PROBLEM DESCRIPTION: What lines of the material hold the string "PasteDetail"? Pull each of them out.

RECORDED DATA:
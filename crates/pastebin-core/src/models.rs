//! Data models for Pasteboard
//!
//! Defines the paste records in their three shapes:
//! - `Paste`: the public view record, which has no owner field at all
//! - `OwnedPaste`: a paste together with the uid that created it
//! - `PasteRecord`: the document body persisted in the store
//!
//! plus the typed request payloads for create/update and the `Session`.

use std::fmt;

use chrono::{DateTime, SecondsFormat, Utc};
use serde::{Deserialize, Serialize};

use crate::error::PasteError;

/// A paste as seen by public views
///
/// Carries no owner information.
#[derive(Debug, Clone, Serialize, Deserialize, PartialEq, Eq)]
#[serde(rename_all = "camelCase")]
pub struct Paste {
    /// Store-assigned identifier
    pub id: String,
    /// Title (trimmed, non-empty)
    pub title: String,
    /// Paste body
    pub content: String,
    /// When this paste was created (or last updated, see `PastePatch`)
    pub created_at: DateTime<Utc>,
}

impl Paste {
    /// Number of lines in the content (an empty paste has one line)
    pub fn line_count(&self) -> usize {
        self.content.split('\n').count()
    }

    /// Number of characters in the content
    pub fn char_count(&self) -> usize {
        self.content.chars().count()
    }

    /// Case-insensitive substring match on the title
    ///
    /// An empty query matches every paste.
    pub fn matches_search(&self, query: &str) -> bool {
        self.title
            .to_lowercase()
            .contains(&query.trim().to_lowercase())
    }
}

/// A paste together with its owner
///
/// Only produced by owner-scoped reads and by `create`.
#[derive(Debug, Clone, Serialize, Deserialize, PartialEq, Eq)]
#[serde(rename_all = "camelCase")]
pub struct OwnedPaste {
    #[serde(flatten)]
    pub paste: Paste,
    /// Uid of the session that created the paste; empty for legacy records
    #[serde(default)]
    pub owner_id: String,
}

impl OwnedPaste {
    /// Assemble from a store id and a persisted record
    pub fn from_record(id: impl Into<String>, record: PasteRecord) -> Self {
        Self {
            paste: Paste {
                id: id.into(),
                title: record.title,
                content: record.content,
                created_at: record.created_at,
            },
            owner_id: record.owner_id,
        }
    }

    /// Drop the owner, producing the public view record
    pub fn into_public(self) -> Paste {
        self.paste
    }

    /// Whether `uid` owns this paste
    pub fn is_owned_by(&self, uid: &str) -> bool {
        !self.owner_id.is_empty() && self.owner_id == uid
    }
}

/// The persisted document body of a paste
#[derive(Debug, Clone, Serialize, Deserialize, PartialEq, Eq)]
#[serde(rename_all = "camelCase")]
pub struct PasteRecord {
    pub title: String,
    pub content: String,
    pub created_at: DateTime<Utc>,
    #[serde(default)]
    pub owner_id: String,
}

impl PasteRecord {
    /// String value of a queryable field
    pub fn field(&self, field: PasteField) -> String {
        match field {
            PasteField::Title => self.title.clone(),
            PasteField::Content => self.content.clone(),
            PasteField::CreatedAt => format_timestamp(&self.created_at),
            PasteField::OwnerId => self.owner_id.clone(),
        }
    }
}

/// Fields written by an update
///
/// `created_at` is overwritten with the update time, matching the hosted app.
#[derive(Debug, Clone, Serialize, Deserialize, PartialEq, Eq)]
#[serde(rename_all = "camelCase")]
pub struct PastePatch {
    pub title: String,
    pub content: String,
    pub created_at: DateTime<Utc>,
}

/// Queryable document fields
#[derive(Debug, Clone, Copy, PartialEq, Eq)]
pub enum PasteField {
    Title,
    Content,
    CreatedAt,
    OwnerId,
}

impl PasteField {
    /// Field name as stored in the document
    pub fn as_str(&self) -> &'static str {
        match self {
            PasteField::Title => "title",
            PasteField::Content => "content",
            PasteField::CreatedAt => "createdAt",
            PasteField::OwnerId => "ownerId",
        }
    }
}

impl fmt::Display for PasteField {
    fn fmt(&self, f: &mut fmt::Formatter<'_>) -> fmt::Result {
        f.write_str(self.as_str())
    }
}

/// Validated title/content pair
#[derive(Debug, Clone, PartialEq, Eq)]
pub struct PasteFields {
    /// Trimmed title
    pub title: String,
    /// Content, stored verbatim
    pub content: String,
}

fn validate_fields(title: &str, content: &str) -> Result<PasteFields, PasteError> {
    let title = title.trim();
    if title.is_empty() || content.trim().is_empty() {
        return Err(PasteError::InvalidInput);
    }
    Ok(PasteFields {
        title: title.to_string(),
        content: content.to_string(),
    })
}

/// Payload for creating a paste
#[derive(Debug, Clone, PartialEq, Eq)]
pub struct CreatePasteRequest {
    pub title: String,
    pub content: String,
}

impl CreatePasteRequest {
    pub fn new(title: impl Into<String>, content: impl Into<String>) -> Self {
        Self {
            title: title.into(),
            content: content.into(),
        }
    }

    /// Reject empty (after trimming) title or content
    pub fn validate(&self) -> Result<PasteFields, PasteError> {
        validate_fields(&self.title, &self.content)
    }
}

/// Payload for updating a paste
#[derive(Debug, Clone, PartialEq, Eq)]
pub struct UpdatePasteRequest {
    pub id: String,
    pub title: String,
    pub content: String,
}

impl UpdatePasteRequest {
    pub fn new(id: impl Into<String>, title: impl Into<String>, content: impl Into<String>) -> Self {
        Self {
            id: id.into(),
            title: title.into(),
            content: content.into(),
        }
    }

    /// Reject empty (after trimming) title or content
    pub fn validate(&self) -> Result<PasteFields, PasteError> {
        validate_fields(&self.title, &self.content)
    }
}

/// Key used for duplicate-title detection
pub fn title_key(title: &str) -> String {
    title.trim().to_lowercase()
}

/// ISO-8601 timestamp with millisecond precision, as stored in documents
pub fn format_timestamp(ts: &DateTime<Utc>) -> String {
    ts.to_rfc3339_opts(SecondsFormat::Millis, true)
}

/// The current authenticated identity
#[derive(Debug, Clone, Serialize, Deserialize, PartialEq, Eq)]
pub struct Session {
    /// Opaque identity-provider uid
    pub uid: String,
    /// Display only; never shown next to pastes
    pub email: String,
    /// Provider tokens, when the provider issues any
    #[serde(default, skip_serializing_if = "Option::is_none")]
    pub credentials: Option<Credentials>,
}

impl Session {
    pub fn new(uid: impl Into<String>, email: impl Into<String>) -> Self {
        Self {
            uid: uid.into(),
            email: email.into(),
            credentials: None,
        }
    }

    /// Bearer token for authenticated store requests
    pub fn id_token(&self) -> Option<&str> {
        self.credentials.as_ref().map(|c| c.id_token.as_str())
    }
}

/// Tokens issued by a hosted identity provider
#[derive(Clone, Serialize, Deserialize, PartialEq, Eq)]
pub struct Credentials {
    pub id_token: String,
    pub refresh_token: String,
}

impl fmt::Debug for Credentials {
    fn fmt(&self, f: &mut fmt::Formatter<'_>) -> fmt::Result {
        f.debug_struct("Credentials")
            .field("id_token", &"<redacted>")
            .field("refresh_token", &"<redacted>")
            .finish()
    }
}

/// Actions a view may offer for a paste
#[derive(Debug, Clone, Copy, Default, PartialEq, Eq, Serialize)]
pub struct Affordances {
    pub edit: bool,
    pub delete: bool,
}

impl Affordances {
    /// Edit and delete are offered to the owner only
    pub fn for_owner(is_owner: bool) -> Self {
        Self {
            edit: is_owner,
            delete: is_owner,
        }
    }
}

/// Everything the detail view renders for one paste
#[derive(Debug, Clone, PartialEq, Eq, Serialize)]
#[serde(rename_all = "camelCase")]
pub struct PasteDetail {
    pub paste: Paste,
    pub line_count: usize,
    pub char_count: usize,
    pub affordances: Affordances,
}

impl PasteDetail {
    pub fn new(paste: Paste, is_owner: bool) -> Self {
        Self {
            line_count: paste.line_count(),
            char_count: paste.char_count(),
            affordances: Affordances::for_owner(is_owner),
            paste,
        }
    }
}

#[cfg(test)]
mod tests {
    use super::*;

    fn sample_paste(title: &str, content: &str) -> Paste {
        Paste {
            id: "p1".to_string(),
            title: title.to_string(),
            content: content.to_string(),
            created_at: Utc::now(),
        }
    }

    #[test]
    fn test_validate_trims_title() {
        let req = CreatePasteRequest::new("  Notes  ", "body\n");
        let fields = req.validate().unwrap();
        assert_eq!(fields.title, "Notes");
        assert_eq!(fields.content, "body\n");
    }

    #[test]
    fn test_validate_rejects_blank() {
        let req = CreatePasteRequest::new("  ", "content");
        assert!(matches!(req.validate(), Err(PasteError::InvalidInput)));

        let req = UpdatePasteRequest::new("id", "title", " \n\t");
        assert!(matches!(req.validate(), Err(PasteError::InvalidInput)));
    }

    #[test]
    fn test_title_key() {
        assert_eq!(title_key("Notes"), title_key("notes "));
        assert_ne!(title_key("Notes"), title_key("Notes 2"));
    }

    #[test]
    fn test_matches_search() {
        let paste = sample_paste("Rust Snippets", "fn main() {}");
        assert!(paste.matches_search("rust"));
        assert!(paste.matches_search("SNIP"));
        assert!(paste.matches_search(""));
        assert!(!paste.matches_search("python"));
    }

    #[test]
    fn test_line_and_char_count() {
        assert_eq!(sample_paste("t", "").line_count(), 1);
        let paste = sample_paste("t", "one\ntwo\nthree");
        assert_eq!(paste.line_count(), 3);
        assert_eq!(paste.char_count(), 13);
        assert_eq!(sample_paste("t", "héllo").char_count(), 5);
    }

    #[test]
    fn test_public_serialization_has_no_owner() {
        let owned = OwnedPaste {
            paste: sample_paste("Title", "Body"),
            owner_id: "u1".to_string(),
        };
        let json = serde_json::to_value(owned.clone().into_public()).unwrap();
        assert!(json.get("ownerId").is_none());
        assert_eq!(json["title"], "Title");

        let json = serde_json::to_value(&owned).unwrap();
        assert_eq!(json["ownerId"], "u1");
        assert_eq!(json["id"], "p1");
    }

    #[test]
    fn test_record_field_names() {
        let json = r#"{"title":"A","content":"B","createdAt":"2024-05-01T10:00:00.000Z","ownerId":"u1"}"#;
        let record: PasteRecord = serde_json::from_str(json).unwrap();
        assert_eq!(record.field(PasteField::OwnerId), "u1");
        assert_eq!(
            record.field(PasteField::CreatedAt),
            "2024-05-01T10:00:00.000Z"
        );
    }

    #[test]
    fn test_legacy_record_without_owner() {
        let json = r#"{"title":"A","content":"B","createdAt":"2024-05-01T10:00:00.000Z"}"#;
        let record: PasteRecord = serde_json::from_str(json).unwrap();
        let owned = OwnedPaste::from_record("x", record);
        assert!(!owned.is_owned_by(""));
        assert!(!owned.is_owned_by("u1"));
    }

    #[test]
    fn test_credentials_debug_redacted() {
        let creds = Credentials {
            id_token: "secret-id".to_string(),
            refresh_token: "secret-refresh".to_string(),
        };
        let debug = format!("{:?}", creds);
        assert!(!debug.contains("secret"));
    }

    #[test]
    fn test_detail_affordances() {
        let detail = PasteDetail::new(sample_paste("t", "a\nb"), false);
        assert_eq!(detail.affordances, Affordances::default());
        assert_eq!(detail.line_count, 2);

        let detail = PasteDetail::new(sample_paste("t", "a"), true);
        assert!(detail.affordances.edit && detail.affordances.delete);
    }
}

ANSWER FOR THE TASK:
pub struct PasteDetail {
impl PasteDetail {
        let detail = PasteDetail::new(sample_paste("t", "a\nb"), false);
        let detail = PasteDetail::new(sample_paste("t", "a"), true);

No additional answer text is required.